Best. Metafilter Thread. Ever. A simple theory is mentioned, and then it keeps getting expanding, over and over, in the comments. They’re all worth reading, but I’ve reproduced the most amazing bits here.
My favorite thought-piece about Ferris Bueller is the “Fight Club” theory, in which Ferris Bueller, the person, is just a figment of Cameron’s imagination, like Tyler Durden, and Sloane is the girl Cameron secretly loves.
One day while he’s lying sick in bed, Cameron lets “Ferris” steal his father’s car and take the day off, and as Cameron wanders around the city, all of his interactions with Ferris and Sloane, and all the impossible hijinks, are all just played out in his head. This is part of the reason why the “three” characters can see so much of Chicago in less than one day — Cameron is alone, just imagining it all.
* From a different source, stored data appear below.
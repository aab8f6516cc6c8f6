//! Two-joint underwater arm servoing through a list of targets.

use hydrobody::{ArticulatedBody, HydroEngine, Material, Ocean, RigidSolid, Transform, Vec3};
use log::info;

fn segment(name: &str) -> Result<RigidSolid, hydrobody::AssemblyError> {
    RigidSolid::cuboid(name, Vec3::new(0.4, 0.06, 0.06), Material::aluminium())
}

fn main() -> Result<(), Box<dyn std::error::Error>> {
    env_logger::Builder::from_env(env_logger::Env::default().default_filter_or("info")).init();

    let mut arm = ArticulatedBody::new(
        "arm",
        RigidSolid::cylinder("pedestal", 0.2, 0.1, Material::steel())?,
        Transform::IDENTITY,
        true,
    );
    let upper = arm.add_link("upper", segment("upper")?, Transform::from_translation(Vec3::new(0.4, 0.2, 0.0)))?;
    let fore = arm.add_link("fore", segment("fore")?, Transform::from_translation(Vec3::new(1.2, 0.2, 0.0)))?;
    let shoulder = arm.add_revolute_joint("shoulder", 0, upper, Vec3::new(0.0, 0.2, 0.0), Vec3::Z)?;
    let elbow = arm.add_revolute_joint("elbow", upper, fore, Vec3::new(0.8, 0.2, 0.0), Vec3::Z)?;
    for joint in [shoulder, elbow] {
        arm.add_joint_limit(joint, -2.0, 2.0)?;
        arm.add_joint_motor(joint, 60.0)?;
        arm.set_joint_damping(joint, 0.2, 0.5)?;
    }

    let mut engine = HydroEngine::new(1.0 / 240.0);
    engine.set_fluid(Ocean::new(10.0));
    let id = engine.add_articulated_body(arm)?;

    let targets = [(0.8, -1.2), (-0.5, 1.0), (0.0, 0.0)];
    for (shoulder_target, elbow_target) in targets {
        if let Some(arm) = engine.body_mut(id) {
            arm.set_motor_target(shoulder, Some(shoulder_target), None, 120.0, 15.0)?;
            arm.set_motor_target(elbow, Some(elbow_target), None, 80.0, 10.0)?;
        }
        engine.step(3.0);
        if let Some(arm) = engine.body(id) {
            info!(
                "target ({shoulder_target:5.2}, {elbow_target:5.2})  reached ({:5.2}, {:5.2})  efforts ({:6.2}, {:6.2}) N·m  shoulder load {:.1} N",
                arm.joint_position(shoulder),
                arm.joint_position(elbow),
                arm.joint_effort(shoulder),
                arm.joint_effort(elbow),
                arm.joint_reaction(shoulder).force.length()
            );
        }
    }
    Ok(())
}
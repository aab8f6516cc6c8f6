//! Global configuration constants and serializable settings for the Hydrobody engine.

use glam::Vec3;
use serde::{Deserialize, Serialize};

/// Default gravity vector applied in the simulation (Y-up).
pub const DEFAULT_GRAVITY: [f32; 3] = [0.0, -9.81, 0.0];

/// Default integration timestep (in seconds).
pub const DEFAULT_TIME_STEP: f32 = 1.0 / 240.0;

/// Density of sea water (kg/m³).
pub const WATER_DENSITY: f32 = 1025.0;

/// Density of fresh water (kg/m³).
pub const FRESH_WATER_DENSITY: f32 = 1000.0;

/// Default quadratic pressure-drag coefficient applied along each proxy axis.
pub const DEFAULT_PRESSURE_DRAG_COEFFICIENT: f32 = 0.5;

/// Default skin-friction coefficient applied over the proxy wetted area.
pub const DEFAULT_SKIN_FRICTION_COEFFICIENT: f32 = 0.01;

/// Axial drag of a cylinder proxy relative to its cross-flow drag.
pub const CYLINDER_AXIAL_DRAG_RATIO: f32 = 0.7;

/// Relative spread under which two half extents count as equal when fitting proxies.
pub const PROXY_ISOTROPY_TOLERANCE: f32 = 0.1;

/// Upper bound on the added mass along any axis, as a fraction of the body mass.
pub const MAX_ADDED_MASS_RATIO: f32 = 0.9;

/// Joint speeds below this are treated as zero by Coulomb damping.
pub const JOINT_VELOCITY_EPSILON: f32 = 1e-4;

/// Relative threshold for treating off-diagonal inertia terms as zero.
pub const INERTIA_OFF_DIAGONAL_EPSILON: f64 = 1e-9;

/// Masses and volumes below this are considered degenerate.
pub const MASS_EPSILON: f32 = 1e-9;

/// Tunables of the hydrodynamic force model.
#[derive(Debug, Clone, Copy, PartialEq, Serialize, Deserialize)]
#[serde(default)]
pub struct HydrodynamicSettings {
    pub buoyancy: bool,
    pub drag: bool,
    pub added_mass: bool,
    pub pressure_drag_coefficient: f32,
    pub skin_friction_coefficient: f32,
}

impl Default for HydrodynamicSettings {
    fn default() -> Self {
        Self {
            buoyancy: true,
            drag: true,
            added_mass: true,
            pressure_drag_coefficient: DEFAULT_PRESSURE_DRAG_COEFFICIENT,
            skin_friction_coefficient: DEFAULT_SKIN_FRICTION_COEFFICIENT,
        }
    }
}

impl HydrodynamicSettings {
    /// Buoyancy only; drag and added mass disabled.
    pub fn buoyancy_only() -> Self {
        Self {
            drag: false,
            added_mass: false,
            ..Self::default()
        }
    }
}

/// Settings of one simulation instance.
#[derive(Debug, Clone, Copy, PartialEq, Serialize, Deserialize)]
#[serde(default)]
pub struct SimulationSettings {
    pub time_step: f32,
    pub gravity: Vec3,
    pub hydrodynamics: HydrodynamicSettings,
    /// Evaluate per-body hydrodynamics on the rayon pool (requires the `parallel` feature).
    pub parallel: bool,
}

impl Default for SimulationSettings {
    fn default() -> Self {
        Self {
            time_step: DEFAULT_TIME_STEP,
            gravity: Vec3::from_array(DEFAULT_GRAVITY),
            hydrodynamics: HydrodynamicSettings::default(),
            parallel: cfg!(feature = "parallel"),
        }
    }
}

impl SimulationSettings {
    pub fn with_time_step(mut self, time_step: f32) -> Self {
        self.time_step = time_step;
        self
    }

    pub fn with_gravity(mut self, gravity: Vec3) -> Self {
        self.gravity = gravity;
        self
    }

    pub fn with_hydrodynamics(mut self, hydrodynamics: HydrodynamicSettings) -> Self {
        self.hydrodynamics = hydrodynamics;
        self
    }
}
use approx::assert_relative_eq;
use glam::{Mat3, Quat, Vec3};
use hydrobody::core::mesh::TriangleMesh;
use hydrobody::{Material, PartKind, RigidSolid, Transform};

fn sorted(moments: Vec3) -> [f32; 3] {
    let mut values = moments.to_array();
    values.sort_by(|a, b| a.total_cmp(b));
    values
}

fn assert_close(mesh: &RigidSolid, exact: &RigidSolid, tolerance: f32) {
    assert_relative_eq!(mesh.mass(), exact.mass(), max_relative = tolerance);
    assert!(mesh.mass_properties.center_of_mass.length() < 1e-3);
    for (a, b) in sorted(mesh.mass_properties.principal_inertia)
        .into_iter()
        .zip(sorted(exact.mass_properties.principal_inertia))
    {
        assert_relative_eq!(a, b, max_relative = tolerance);
    }
}

#[test]
fn tessellated_sphere_matches_analytic_sphere() {
    let material = Material::aluminium();
    let mesh = RigidSolid::mesh("mesh", TriangleMesh::uv_sphere(0.3, 64, 32), material.clone()).unwrap();
    let exact = RigidSolid::sphere("exact", 0.3, material).unwrap();
    assert_close(&mesh, &exact, 0.02);
}

#[test]
fn tessellated_cylinder_matches_analytic_cylinder() {
    let material = Material::steel();
    let mesh = RigidSolid::mesh("mesh", TriangleMesh::cylinder(0.2, 0.6, 96), material.clone()).unwrap();
    let exact = RigidSolid::cylinder("exact", 0.2, 0.6, material).unwrap();
    assert_close(&mesh, &exact, 0.02);
    assert_relative_eq!(mesh.volume, exact.volume, max_relative = 0.02);
}

#[test]
fn symmetric_compound_has_centered_mass() {
    let block = RigidSolid::cuboid("block", Vec3::new(0.2, 0.1, 0.1), Material::aluminium()).unwrap();
    let offset = 0.75;
    let mut pair = RigidSolid::compound(
        "pair",
        block.clone(),
        Transform::from_translation(Vec3::X * offset),
        PartKind::External,
    )
    .unwrap();
    pair.add_part(block.clone(), Transform::from_translation(-Vec3::X * offset), PartKind::External)
        .unwrap();

    assert_relative_eq!(pair.mass(), 2.0 * block.mass(), max_relative = 1e-5);
    assert!(pair.mass_properties.center_of_mass.length() < 1e-5);

    // The trace is invariant under the principal rotation.
    let block_trace = block.mass_properties.principal_inertia.element_sum();
    let expected = 2.0 * block_trace + 2.0 * block.mass() * 2.0 * offset * offset;
    assert_relative_eq!(
        pair.mass_properties.principal_inertia.element_sum(),
        expected,
        max_relative = 1e-4
    );
    assert_relative_eq!(pair.volume, 2.0 * block.volume, max_relative = 1e-5);
}

#[test]
fn principal_axes_follow_a_rotated_symmetry_axis() {
    let block = RigidSolid::cuboid("block", Vec3::new(0.2, 0.1, 0.05), Material::aluminium()).unwrap();
    let rotation = Quat::from_rotation_z(0.6);
    let axis = rotation * Vec3::X;
    let offset = 0.75;
    let mut pair = RigidSolid::compound(
        "pair",
        block.clone(),
        Transform::new(axis * offset, rotation),
        PartKind::External,
    )
    .unwrap();
    pair.add_part(block.clone(), Transform::new(-axis * offset, rotation), PartKind::External)
        .unwrap();

    let com = pair.mass_properties.center_of_mass;
    assert!(com.dot(axis).abs() < 1e-5);
    assert!(com.length() < 1e-5);

    let frame = Mat3::from_quat(pair.cg_origin.rotation);
    let alignment = [frame.x_axis, frame.y_axis, frame.z_axis]
        .into_iter()
        .map(|column| column.dot(axis).abs())
        .fold(0.0_f32, f32::max);
    assert_relative_eq!(alignment, 1.0, epsilon = 1e-4);

    // About the line through both blocks only their own inertia remains.
    let smallest = sorted(pair.mass_properties.principal_inertia)[0];
    let block_smallest = sorted(block.mass_properties.principal_inertia)[0];
    assert_relative_eq!(smallest, 2.0 * block_smallest, max_relative = 1e-3);
}

#[test]
fn mass_properties_are_reproducible() {
    let build = || {
        RigidSolid::mesh(
            "hull",
            TriangleMesh::cylinder(0.4, 1.5, 48).transformed(&Transform::from_translation(Vec3::new(0.3, -0.2, 0.1))),
            Material::new("composite", 1600.0, 0.2),
        )
        .unwrap()
    };
    let first = build();
    let second = build();
    assert_eq!(first.mass_properties, second.mass_properties);
    assert_eq!(first.cg_origin, second.cg_origin);
    assert_eq!(first.proxy, second.proxy);
    assert_relative_eq!(first.mass_properties.center_of_mass.x, 0.3, epsilon = 1e-4);
}

#[test]
fn shell_is_lighter_but_displaces_the_same_volume() {
    let solid = RigidSolid::mesh("solid", TriangleMesh::cuboid(Vec3::splat(0.5)), Material::steel()).unwrap();
    let shell = RigidSolid::shell("shell", TriangleMesh::cuboid(Vec3::splat(0.5)), 0.01, Material::steel()).unwrap();
    assert!(shell.mass() < 0.1 * solid.mass());
    assert_relative_eq!(shell.volume, solid.volume, max_relative = 1e-5);
}
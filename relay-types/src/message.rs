//! The agent conversation log model.
//!
//! The core treats this as an opaque log except in the Collector, which
//! walks it to extract learning records. Reuses [`layer0::content`]'s
//! universal content blocks rather than inventing a parallel shape.

use layer0::content::{Content, ContentBlock};
use serde::{Deserialize, Serialize};

/// One role-tagged entry in an agent's message log.
#[non_exhaustive]
#[derive(Debug, Clone, Serialize, Deserialize, PartialEq)]
#[serde(tag = "role", rename_all = "snake_case")]
pub enum MessageEntry {
    /// Model output: a content array of text, thinking, and tool-call blocks.
    Assistant {
        /// The assistant's content blocks, in emission order.
        content: Vec<ContentBlock>,
    },
    /// The outcome of one tool invocation.
    ToolResult {
        /// The `ToolUse` block id this result answers.
        tool_call_id: String,
        /// The tool's textual output.
        content: String,
        /// Whether the tool call failed.
        is_error: bool,
    },
    /// A human- or system-originated message.
    User {
        /// The message content.
        content: Content,
    },
}

impl MessageEntry {
    /// For an `Assistant` entry, the text that immediately preceded the
    /// given tool-call id within the same message — the Collector's
    /// "thinking that preceded the toolCall" field. Returns the nearest
    /// prior `Text` block's content.
    pub fn text_preceding_tool_call(&self, tool_call_id: &str) -> Option<&str> {
        let MessageEntry::Assistant { content } = self else {
            return None;
        };
        let call_index = content.iter().position(|b| {
            matches!(b, ContentBlock::ToolUse { id, .. } if id == tool_call_id)
        })?;
        content[..call_index].iter().rev().find_map(|b| match b {
            ContentBlock::Text { text } => Some(text.as_str()),
            _ => None,
        })
    }

    /// All `ToolUse` blocks in an `Assistant` entry, in order.
    pub fn tool_calls(&self) -> Vec<(&str, &str, &serde_json::Value)> {
        let MessageEntry::Assistant { content } = self else {
            return Vec::new();
        };
        content
            .iter()
            .filter_map(|b| match b {
                ContentBlock::ToolUse { id, name, input } => {
                    Some((id.as_str(), name.as_str(), input))
                }
                _ => None,
            })
            .collect()
    }

    /// The first `Text` block's content, if any.
    pub fn first_text(&self) -> Option<&str> {
        let content = match self {
            MessageEntry::Assistant { content } => content.as_slice(),
            _ => return None,
        };
        content.iter().find_map(|b| match b {
            ContentBlock::Text { text } => Some(text.as_str()),
            _ => None,
        })
    }
}

/// A full agent conversation log, consumed (not owned) by the core.
pub type AgentMessageLog = Vec<MessageEntry>;

/// The last `Assistant` entry's `Text` blocks, concatenated in order and
/// joined by newlines. Both the Planner and the Executor use this to
/// extract a turn's final visible response, ignoring thinking and tool
/// call blocks. `None` if the log has no assistant entry, or that entry
/// has no text content.
pub fn concat_final_assistant_text(log: &AgentMessageLog) -> Option<String> {
    let content = log.iter().rev().find_map(|entry| match entry {
        MessageEntry::Assistant { content } => Some(content),
        _ => None,
    })?;
    let parts: Vec<&str> = content
        .iter()
        .filter_map(|b| match b {
            ContentBlock::Text { text } => Some(text.as_str()),
            _ => None,
        })
        .collect();
    if parts.is_empty() {
        None
    } else {
        Some(parts.join("\n"))
    }
}
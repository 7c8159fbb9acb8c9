//! Per-attempt prompt assembly for a dispatched subtask.

use crate::WorkspaceWriter;
use relay_types::{Task, Subtask};

const RESULT_INLINE_LIMIT: usize = 2000;

/// Assemble the prompt for one attempt at `subtask`, in the mandated order:
/// browser-state notice, the task body, historical workflow guidance,
/// dependency results (inlined or file-referenced past
/// [`RESULT_INLINE_LIMIT`] chars), a workspace file listing, and a
/// replan-instruction trailer.
pub async fn assemble(
    task: &Task,
    subtask: &Subtask,
    session_id: Option<&str>,
    workspace: &dyn WorkspaceWriter,
) -> String {
    let mut sections = Vec::new();

    if let Some(session_id) = session_id {
        sections.push(format!(
            "A browser session (`{session_id}`) is already open for this task \u{2014} do not re-navigate or open a new tab unless your task specifically requires it."
        ));
    }

    sections.push(format!("## Your Task\n{}", subtask.content));

    if let Some(guide) = &subtask.workflow_guide {
        sections.push(format!(
            "## Reference: Historical Workflow\n{guide}\n\nUse this as background only; do not execute steps beyond your assigned task."
        ));
    }

    for dep_id in &subtask.depends_on {
        let Some(dep) = task.subtask(dep_id) else { continue };
        let Some(result) = &dep.result else { continue };
        if result.chars().count() > RESULT_INLINE_LIMIT {
            let file_name = format!("{}_result.md", dep.id);
            workspace.write_file(&file_name, result).await;
            sections.push(format!(
                "## Dependency '{}' result\nToo large to inline; written to workspace file `{file_name}`. Read it before proceeding.",
                dep.id
            ));
        } else {
            sections.push(format!("## Dependency '{}' result\n{result}", dep.id));
        }
    }

    let files = workspace.list_files().await;
    if !files.is_empty() {
        let listing = files
            .iter()
            .map(|(name, bytes)| format!("- {name} ({:.1} KB)", *bytes as f64 / 1024.0))
            .collect::<Vec<_>>()
            .join("\n");
        sections.push(format!("## Workspace files\n{listing}"));
    }

    sections.push(
        "If this task turns out to be larger than you can complete in one pass, call \
         `split_and_handoff` to hand off the remainder as new subtasks instead of attempting \
         everything yourself."
            .to_string(),
    );

    sections.join("\n\n")
}
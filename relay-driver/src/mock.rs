//! MockDriver — a scripted driver for testing the Bridge, Executor, and Orchestrator.

use crate::{AgentDriver, DriverError, DriverEvent, DriverHandle, MessageUpdateKind, StopReason};
use async_trait::async_trait;
use layer0::content::ContentBlock;
use relay_types::{AgentMessageLog, MessageEntry};
use std::sync::Mutex;

/// A driver that replays a fixed script of [`DriverEvent`]s on every
/// `prompt()` call, ignoring the prompt text. Used to exercise the
/// Bridge's turn-buffering and the Executor's turn-guard without a real
/// model in the loop.
pub struct MockDriver {
    script: Vec<DriverEvent>,
    messages: Mutex<AgentMessageLog>,
    aborted: Mutex<bool>,
}

impl MockDriver {
    /// Create a driver that emits `script` verbatim on every `prompt()`.
    pub fn new(script: Vec<DriverEvent>) -> Self {
        Self {
            script,
            messages: Mutex::new(Vec::new()),
            aborted: Mutex::new(false),
        }
    }

    /// A driver that emits a single turn with one text delta, then ends.
    /// The `AgentEnd` event carries a one-entry message log so callers
    /// extracting the final text (via
    /// [`relay_types::concat_final_assistant_text`]) see `text` without
    /// needing a real model in the loop.
    pub fn single_reply(text: impl Into<String>) -> Self {
        let text = text.into();
        let messages = vec![MessageEntry::Assistant { content: vec![ContentBlock::Text { text: text.clone() }] }];
        Self::new(vec![
            DriverEvent::TurnStart,
            DriverEvent::MessageStart,
            DriverEvent::MessageUpdate { kind: MessageUpdateKind::Text, delta: text },
            DriverEvent::MessageEnd,
            DriverEvent::TurnEnd,
            DriverEvent::AgentEnd { messages, stop_reason: StopReason::Complete },
        ])
    }

    /// A driver that emits a single turn containing one tool call (in
    /// addition to `text`), then ends — for exercising callers that react
    /// to a specific tool name appearing in the final message log (e.g.
    /// the Orchestrator's meta-tools).
    pub fn single_reply_with_tool_call(
        text: impl Into<String>,
        tool_call_id: impl Into<String>,
        tool_name: impl Into<String>,
        tool_input: serde_json::Value,
    ) -> Self {
        let text = text.into();
        let messages = vec![MessageEntry::Assistant {
            content: vec![
                ContentBlock::Text { text: text.clone() },
                ContentBlock::ToolUse { id: tool_call_id.into(), name: tool_name.into(), input: tool_input },
            ],
        }];
        Self::new(vec![
            DriverEvent::TurnStart,
            DriverEvent::MessageStart,
            DriverEvent::MessageUpdate { kind: MessageUpdateKind::Text, delta: text },
            DriverEvent::MessageEnd,
            DriverEvent::TurnEnd,
            DriverEvent::AgentEnd { messages, stop_reason: StopReason::Aborted },
        ])
    }

    /// Whether `abort()` has been called.
    pub fn was_aborted(&self) -> bool {
        *self.aborted.lock().unwrap()
    }
}

#[async_trait]
impl AgentDriver for MockDriver {
    fn messages(&self) -> AgentMessageLog {
        self.messages.lock().unwrap().clone()
    }

    fn system_prompt(&self) -> Option<String> {
        None
    }

    fn error(&self) -> Option<String> {
        None
    }

    async fn prompt(&self, _text: String) -> Result<(), DriverError> {
        Ok(())
    }

    async fn abort(&self) {
        *self.aborted.lock().unwrap() = true;
    }

    fn subscribe(&self) -> DriverHandle {
        let events = self.script.clone();
        let stream = async_stream::stream! {
            for event in events {
                yield event;
            }
        };
        DriverHandle { receiver: Box::pin(stream) }
    }
}

#[cfg(test)]
mod tests {
    use super::*;
    use futures::StreamExt;

    #[tokio::test]
    async fn single_reply_emits_expected_sequence() {
        let driver = MockDriver::single_reply("hello");
        let mut handle = driver.subscribe();
        let mut kinds = Vec::new();
        while let Some(event) = handle.receiver.next().await {
            kinds.push(std::mem::discriminant(&event));
        }
        assert_eq!(kinds.len(), 6);
    }

    #[tokio::test]
    async fn abort_is_recorded() {
        let driver = MockDriver::new(vec![]);
        assert!(!driver.was_aborted());
        driver.abort().await;
        assert!(driver.was_aborted());
    }
}
use relay_bus::{BusConfig, EventBus};
use relay_types::{Event, EventKind};
use std::time::Duration;

fn heartbeat() -> Event {
    Event::new(EventKind::Heartbeat)
}

#[tokio::test]
async fn emit_then_next_roundtrips() {
    let bus = EventBus::new("t1", BusConfig::default()).unwrap();
    bus.emit(heartbeat()).await;
    let event = bus.next(Duration::from_millis(100)).await.unwrap();
    assert_eq!(event.action(), "heartbeat");
    assert_eq!(event.task_id.as_deref(), Some("t1"));
}

#[tokio::test]
async fn next_times_out_on_empty_bus() {
    let bus = EventBus::new("t1", BusConfig::default()).unwrap();
    let result = bus.next(Duration::from_millis(20)).await;
    assert!(result.is_none());
}

#[tokio::test]
async fn fifo_order_preserved() {
    let bus = EventBus::new("t1", BusConfig::default()).unwrap();
    bus.emit(Event::new(EventKind::TaskStarted)).await;
    bus.emit(Event::new(EventKind::PlanStarted)).await;

    let first = bus.next(Duration::from_millis(100)).await.unwrap();
    let second = bus.next(Duration::from_millis(100)).await.unwrap();
    assert_eq!(first.action(), "task_started");
    assert_eq!(second.action(), "plan_started");
}

#[tokio::test]
async fn overflow_drops_oldest() {
    let bus = EventBus::new("t1", BusConfig { capacity: 2 }).unwrap();
    bus.emit(Event::new(EventKind::TaskStarted)).await;
    bus.emit(Event::new(EventKind::PlanStarted)).await;
    bus.emit(Event::new(EventKind::Connected)).await;

    // TaskStarted should have been dropped; PlanStarted survives.
    let first = bus.next(Duration::from_millis(100)).await.unwrap();
    assert_eq!(first.action(), "plan_started");
    let second = bus.next(Duration::from_millis(100)).await.unwrap();
    assert_eq!(second.action(), "connected");
}

#[tokio::test]
async fn waiting_consumer_receives_direct_handoff() {
    let bus = std::sync::Arc::new(EventBus::new("t1", BusConfig::default()).unwrap());
    let consumer_bus = bus.clone();

    let consumer = tokio::spawn(async move { consumer_bus.next(Duration::from_secs(2)).await });

    // give the consumer a moment to start waiting
    tokio::time::sleep(Duration::from_millis(20)).await;
    bus.emit(heartbeat()).await;

    let received = consumer.await.unwrap();
    assert_eq!(received.unwrap().action(), "heartbeat");
}

#[tokio::test]
async fn close_wakes_pending_consumer_with_none() {
    let bus = std::sync::Arc::new(EventBus::new("t1", BusConfig::default()).unwrap());
    let consumer_bus = bus.clone();

    let consumer = tokio::spawn(async move { consumer_bus.next(Duration::from_secs(2)).await });
    tokio::time::sleep(Duration::from_millis(20)).await;
    bus.close().await;

    let received = consumer.await.unwrap();
    assert!(received.is_none());
}

#[tokio::test]
async fn close_is_idempotent() {
    let bus = EventBus::new("t1", BusConfig::default()).unwrap();
    bus.close().await;
    bus.close().await;
}

#[tokio::test]
async fn emit_after_close_is_noop() {
    let bus = EventBus::new("t1", BusConfig::default()).unwrap();
    bus.close().await;
    bus.emit(heartbeat()).await;
    assert!(bus.next(Duration::from_millis(20)).await.is_none());
}

#[tokio::test]
async fn zero_capacity_is_rejected() {
    let result = EventBus::new("t1", BusConfig { capacity: 0 });
    assert!(result.is_err());
}

#[tokio::test]
async fn timeout_then_emit_still_delivers() {
    let bus = EventBus::new("t1", BusConfig::default()).unwrap();
    assert!(bus.next(Duration::from_millis(10)).await.is_none());

    bus.emit(heartbeat()).await;
    let event = bus.next(Duration::from_millis(100)).await.unwrap();
    assert_eq!(event.action(), "heartbeat");
}
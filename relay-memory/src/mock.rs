//! A scripted [`MemoryClient`] for exercising the Planner without a real
//! memory service in the loop.

use crate::{MemoryClient, MemoryError, MemoryPlan};
use async_trait::async_trait;

/// Returns a fixed plan (or a fixed failure) on every `plan_task` call,
/// ignoring the query text.
pub struct MockMemoryClient {
    plan: Result<MemoryPlan, ()>,
}

impl MockMemoryClient {
    /// A client that always returns `plan`.
    pub fn returning(plan: MemoryPlan) -> Self {
        Self { plan: Ok(plan) }
    }

    /// A client whose `plan_task` always times out.
    pub fn timing_out() -> Self {
        Self { plan: Err(()) }
    }
}

#[async_trait]
impl MemoryClient for MockMemoryClient {
    async fn plan_task(&self, _text: &str) -> Result<MemoryPlan, MemoryError> {
        self.plan.clone().map_err(|()| MemoryError::Timeout)
    }

    async fn memory_add(
        &self,
        _operations: serde_json::Value,
        _session_id: Option<String>,
    ) -> Result<serde_json::Value, MemoryError> {
        Ok(serde_json::json!({"status": "recorded"}))
    }

    async fn memory_learn(&self, _execution_data: serde_json::Value) -> Result<serde_json::Value, MemoryError> {
        Ok(serde_json::json!({"status": "learned"}))
    }
}
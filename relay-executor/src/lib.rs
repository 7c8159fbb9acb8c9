#![deny(missing_docs)]
//! Parallel DAG scheduler: dispatches a task's subtasks to worker agents,
//! respecting dependencies, a concurrency cap, per-subtask retries, and
//! mid-flight replan/dynamic-insert operations.
//!
//! Owns its `Task` exclusively (mutated only from inside `execute()`'s
//! scheduler loop, never touched directly by a caller); external
//! callers reach it only through [`Executor::replan_subtasks`],
//! [`Executor::add_subtasks`], [`Executor::stop`], [`Executor::pause`], and
//! [`Executor::resume`].

pub mod prompt;
pub mod session;

use async_trait::async_trait;
use layer0::id::WorkflowId;
use relay_bus::EventBus;
use relay_driver::AgentDriver;
use relay_hooks::{ExecutorHookAction, ExecutorHookContext, ExecutorHookPoint, HookRegistry};
use relay_state::SnapshotStore;
use relay_types::{AgentType, Event, EventKind, FailureReason, MessageEntry, Subtask, SubtaskState, Task};
use serde::{Deserialize, Serialize};
use session::SessionPool;
use std::collections::{HashMap, HashSet};
use std::sync::atomic::{AtomicBool, Ordering};
use std::sync::Arc;
use thiserror::Error;
use tokio::sync::{mpsc, oneshot, Mutex, Notify, Semaphore};
use tokio::task::JoinSet;

/// Tool name an agent calls to hand off the remainder of its subtask as
/// new dynamic subtasks instead of finishing it itself.
const SPLIT_AND_HANDOFF: &str = "split_and_handoff";

/// Tool name an agent calls to re-read accumulated context mid-attempt.
/// The Executor only needs to recognize this call, not act on it — tool
/// resolution and execution both live with the driver.
const REVIEW_CONTEXT: &str = "review_context";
Then the base theory gets expanded:
Yeah, that makes the most sense. Ferris’s family is in reality Cameron’s family. He thinks he’s sick and alone, but the Ferris persona convinces him to go out and be Ferris. Everyone knows him as Ferris; he’s the only one who thinks of himself as the pitiful Cameron. He does actually sneak out, his sister does hate him for breaking free from the rules, Rooney does want to catch him and punish him. Nobody seems to care or even think about Cameron’s absence. Sloan is the only one that sees both of his personalities.
A reply to critics pointing out moments where Ferris interacts with other people:
I’m pretty sure we’ve entered the realm of Lynchian dream logic, and attempts to perfectly explain it are missing the point.
And further details on the Cameron/Sloane relationship:
I stumbled on the notion when I realized that Cameron and Sloane seem to inhabit a different universe than Cameron and Ferris, or Ferris and Sloane. It’s those two who are shyly and sweetly stumbling into a relationship, and “Ferris” is the thing between them. During the parade scene, for example, Ferris vanishes, leaving the two to have an understated and genuine conversation. Then Ferris erupts from a crowd of girls on a parade float, screaming out what Cameron cannot. He is the sausage king of Chicago, Cameron’s frustrated adolescent libido made manifest in the form of a short dude with a vest.
And the frosting on the cake is this brilliant summary of the Terminator movies, including a jab at the upcoming fourth movie.
The Terminator is Death. It can’t be defeated, only postponed.
In the first movie, the Terminator comes to kill Sarah Connor before she can reproduce- the only way for a part of her to avoid Death. The Terminator is defeated only after Sarah Connor is impregnated.
In Terminator 2, Death returns for Sarah Connor’s offspring, despite her best efforts to protect him. John must accept his own mortality by sacrificing his own protection from Death, bringing John into adulthood.
In Terminator 3, John Connor teams up with a potential mate, but realizes that he cannot defeat Death, and embraces it instead. It’s the least popular movie because it rejects the wish-fulfillment endings of the first two and embraces the reality that the future is set: everyone will die eventually.
In Terminator: Salvation, McG has Batman fight Transformers.